# Question about my belly



## Cookiesaregood (Feb 16, 2010)

A coworker of mine recently referred to my belly as being flabby. This didn't bother me though it made me realize that i definately don't have a flat stomach. What would you call my belly? Would you say i have starter belly, just untoned and flabby, chubby, fat, or anything else.? Any comments welcome.
thanks,
Cookiesaregood 

View attachment DSC02785.JPG


View attachment DSC02811.JPG


----------



## shadowmaker87 (Feb 16, 2010)

r u a male or female , so i wont get the wrong idea if u kno what i mean?


----------



## Fuzzy Necromancer (Feb 16, 2010)

Gender is not relevant to the question. The poster asked for an assessment of belleh size. 

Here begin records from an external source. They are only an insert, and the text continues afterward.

// src/main.rs
//
// Calculatrice Q — point d’entrée NATIF + WEB (WASM)
// --------------------------------------------------
// But:
// - NATIF : options clap ; expressions positionnelles => mode lot (stdout),
//           sinon eframe::run_native + NativeOptions
// - WEB (wasm32) : eframe::WebRunner + WebOptions + <canvas>, options par défaut
//
// Côté WEB (WASM) : index.html doit contenir un canvas :
//   <canvas id="the_canvas_id"></canvas>
//
// `impl eframe::App for AppCalc` vit dans src/app.rs ; ici, point d’entrée seulement.

#![cfg_attr(target_arch = "wasm32", allow(unused_imports))]

use eframe::egui;

mod app;
mod options;

use app::AppCalc;
use options::Options;

/// Titre de la fenêtre et de l’onglet.
const TITRE_APP: &str = "Calculatrice Q";

/* ------------------------ Natif : lot ou fenêtre ------------------------ */

#[cfg(not(target_arch = "wasm32"))]
fn installer_journal(verbose: bool) {
    use tracing_subscriber::EnvFilter;

    // --verbose l’emporte sur RUST_LOG
    let filtre = if verbose {
        EnvFilter::new("debug")
    } else {
        EnvFilter::try_from_default_env().unwrap_or_else(|_| EnvFilter::new("warn"))
    };
    tracing_subscriber::fmt()
        .with_env_filter(filtre)
        .with_writer(std::io::stderr)
        .init();
}

/// Mode lot : un résultat par ligne, erreurs sur stderr.
#[cfg(not(target_arch = "wasm32"))]
fn lot(options: &Options, mut evaluateur: calculatrice_q::Evaluator) -> std::process::ExitCode {
    use calculatrice_q::formater;

    let mut echec = false;
    for expr in &options.expressions {
        match evaluateur.run(expr) {
            Ok(v) => println!("{}", formater(&v, options.mode, options.precision())),
            Err(e) => {
                eprintln!("{expr} : {e}");
                echec = true;
            }
        }
    }

    if echec {
        std::process::ExitCode::FAILURE
    } else {
        std::process::ExitCode::SUCCESS
    }
}

#[cfg(not(target_arch = "wasm32"))]
fn main() -> std::process::ExitCode {
    use clap::Parser;
    use std::process::ExitCode;

    let options = Options::parse();
    installer_journal(options.verbose);

    let evaluateur = match options.evaluateur() {
        Ok(ev) => ev,
        Err(e) => {
            eprintln!("--var : {e}");
            return ExitCode::FAILURE;
        }
    };

    if !options.expressions.is_empty() {
        return lot(&options, evaluateur);
    }

    let natif = eframe::NativeOptions {
        viewport: egui::ViewportBuilder::default()
            .with_title(TITRE_APP)
            .with_inner_size([720.0, 760.0])
            .with_min_inner_size([480.0, 620.0]),
        ..Default::default()
    };

    let app = AppCalc::new(evaluateur, options.precision(), options.mode);
    match eframe::run_native(TITRE_APP, natif, Box::new(|_cc| Ok(Box::new(app)))) {
        Ok(()) => ExitCode::SUCCESS,
        Err(e) => {
            tracing::error!(erreur = %e, "interface graphique");
            ExitCode::FAILURE
        }
    }
}

/* ------------------------ Web : canvas + WebRunner ------------------------ */

#[cfg(target_arch = "wasm32")]
fn main() {
    // vide : wasm_bindgen appelle `start()` au chargement
}

#[cfg(target_arch = "wasm32")]
mod web {
    use super::{AppCalc, TITRE_APP};

    use wasm_bindgen::JsCast;
    use web_sys::{window, HtmlCanvasElement};

    const CANVAS_ID: &str = "the_canvas_id";

    /// Lance la calculatrice dans le canvas de la page (options par défaut, pas de clap).
    #[wasm_bindgen::prelude::wasm_bindgen(start)]
    pub async fn start() -> Result<(), wasm_bindgen::JsValue> {
        let document = window()
            .and_then(|w| w.document())
            .ok_or_else(|| js_err("pas de document (hors navigateur ?)"))?;
        document.set_title(TITRE_APP);

        let canvas = document
            .get_element_by_id(CANVAS_ID)
            .ok_or_else(|| js_err("pas d’élément #the_canvas_id dans la page"))?
            .dyn_into::<HtmlCanvasElement>()
            .map_err(|_| js_err("#the_canvas_id n’est pas un <canvas>"))?;

        eframe::WebRunner::new()
            .start(
                canvas,
                eframe::WebOptions::default(),
                Box::new(|_cc| Ok(Box::<AppCalc>::default())),
            )
            .await
    }

    fn js_err(msg: &str) -> wasm_bindgen::JsValue {
        wasm_bindgen::JsValue::from_str(msg)
    }
}
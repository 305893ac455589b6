// src/noyau/constantes.rs
//
// Constantes prédéfinies (pi, tau, phi, e, true, false).
// Calculées une seule fois, en rationnels exacts tronqués à CHIFFRES décimales :
// - π   : Machin, π = 16·atan(1/5) − 4·atan(1/239)
// - e   : série Σ 1/k!
// - φ   : (1 + √5)/2, √ par Newton entier
// - τ   : 2π

use std::sync::OnceLock;

use num_bigint::BigInt;
use num_rational::BigRational;
use num_traits::Zero;

use super::rationnel::{faux, int_sqrt_floor, vrai};

/// Précision des constantes (décimales).
const CHIFFRES: usize = 60;

/// Décimales de marge pour amortir les erreurs de troncature des séries.
const EXTRA: usize = 10;

fn pow10(n: usize) -> BigInt {
    BigInt::from(10u32).pow(n as u32)
}

/// ⌊atan(1/q) · echelle⌋ (à quelques unités près) par la série de Gregory,
/// termes alternés echelle / ((2k+1)·q^(2k+1)) jusqu’au premier terme nul.
fn arctan_inverse(q: u32, echelle: &BigInt) -> BigInt {
    let q2 = BigInt::from(q) * q;
    let mut puissance = BigInt::from(q);
    let mut total = BigInt::zero();
    let mut impair = 1u32;

    loop {
        let terme = echelle / (&puissance * impair);
        if terme.is_zero() {
            return total;
        }
        if impair % 4 == 1 {
            total += terme;
        } else {
            total -= terme;
        }
        puissance *= &q2;
        impair += 2;
    }
}

fn pi_scaled(digits: usize) -> BigInt {
    let scale = pow10(digits + EXTRA);
    let machin = arctan_inverse(5, &scale) * 16u32 - arctan_inverse(239, &scale) * 4u32;
    machin / pow10(EXTRA)
}

fn e_scaled(digits: usize) -> BigInt {
    let scale = pow10(digits + EXTRA);
    let mut term = scale.clone(); // 1/0!
    let mut sum = BigInt::zero();
    let mut k: u32 = 1;
    while !term.is_zero() {
        sum += &term;
        term /= k;
        k += 1;
    }
    sum / pow10(EXTRA)
}

fn phi_scaled(digits: usize) -> BigInt {
    // √5 · 10^digits = ⌊√(5 · 10^(2·digits))⌋
    let sqrt5 = int_sqrt_floor(&(BigInt::from(5) * pow10(2 * digits)));
    (pow10(digits) + sqrt5) / 2
}

fn depuis_scaled(scaled: BigInt) -> BigRational {
    BigRational::new(scaled, pow10(CHIFFRES))
}

static CONSTANTES: OnceLock<Vec<(&'static str, BigRational)>> = OnceLock::new();

/// Liste (nom, valeur) des constantes, dans l’ordre d’amorçage.
pub fn constantes() -> &'static [(&'static str, BigRational)] {
    CONSTANTES.get_or_init(|| {
        let pi = depuis_scaled(pi_scaled(CHIFFRES));
        let tau = &pi * BigRational::from_integer(BigInt::from(2));
        vec![
            ("pi", pi),
            ("tau", tau),
            ("phi", depuis_scaled(phi_scaled(CHIFFRES))),
            ("e", depuis_scaled(e_scaled(CHIFFRES))),
            ("true", vrai()),
            ("false", faux()),
        ]
    })
}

Cookiesaregood, I'd say that you have belly fat, but I wouldn't necessarily say you are fat. Untoned or average would be a good term for that size.


----------



## Cookiesaregood (Feb 16, 2010)

I'm female just for clarifacation.


----------



## Wagimawr (Feb 16, 2010)

You're definitely not fat. I'm agreeing with Fuzzy here.

How much do you weigh?


----------



## shadowmaker87 (Feb 16, 2010)

well ur belly looks good!


----------



## lifelongpassion (Feb 16, 2010)

chubby belly or starter belly, either one applies. You certainly wouldn't be considered fat, and I consider flabby to be when one has soft fat that jiggles a lot.


----------



## Totmacher (Feb 19, 2010)

It depends on context, but my opinion you're not flabby. The word's a bit overused. I'd say you're on the thin side of chubby, but I'm just telling you what I think ya wanna hear  You're still well within the realm of average.



Fuzzy Necromancer said:


> Gender is not relevant to the question. The poster asked for an assessment of belleh size.
> ...*SNIP*



While, perhaps, not directly relevant, it's huge faux pas to post an attractive pic like that without a gender. You end up leaving a lot of people feeling a bit conflicted.


----------



## Cookiesaregood (Feb 19, 2010)

As of today my weight was 129 and I'm 5'3 so the answer to me being fat was a no brainer and unneccessary in the question. My highest weight ever was 146 which BMI wise puts me at being slightly overweight. But now I never get past 132 and the lowest ive been is 125.


----------



## Tracii (Feb 19, 2010)

Nice starter belly very cute!


----------



## DreamyInToronto (Feb 19, 2010)

I would say very small chubby belly. No flab at all! so cute and I wanna squeeze it!! hehe


----------



## GTAFA (Feb 19, 2010)

It's a fascinating question --you asked "What would you call my belly?"-- that frames many of the issues for this community and for anyone wanting to speak meaningfully about size acceptance.

1) *Context: *
Any relative value judgment such as "you are big" or "you are loud" or "I am smart" is only meaningful when framed in some sort of context to explain what the objective measurement is. I have talked to women online who think they're "big" or even "bbw" when they weigh 150 pounds, which excuse my temerity, seems pretty small by almost any standard. Perhaps in the Irish potato famine you could call a woman weighing 150 pounds big: because maybe everyone else is smaller. 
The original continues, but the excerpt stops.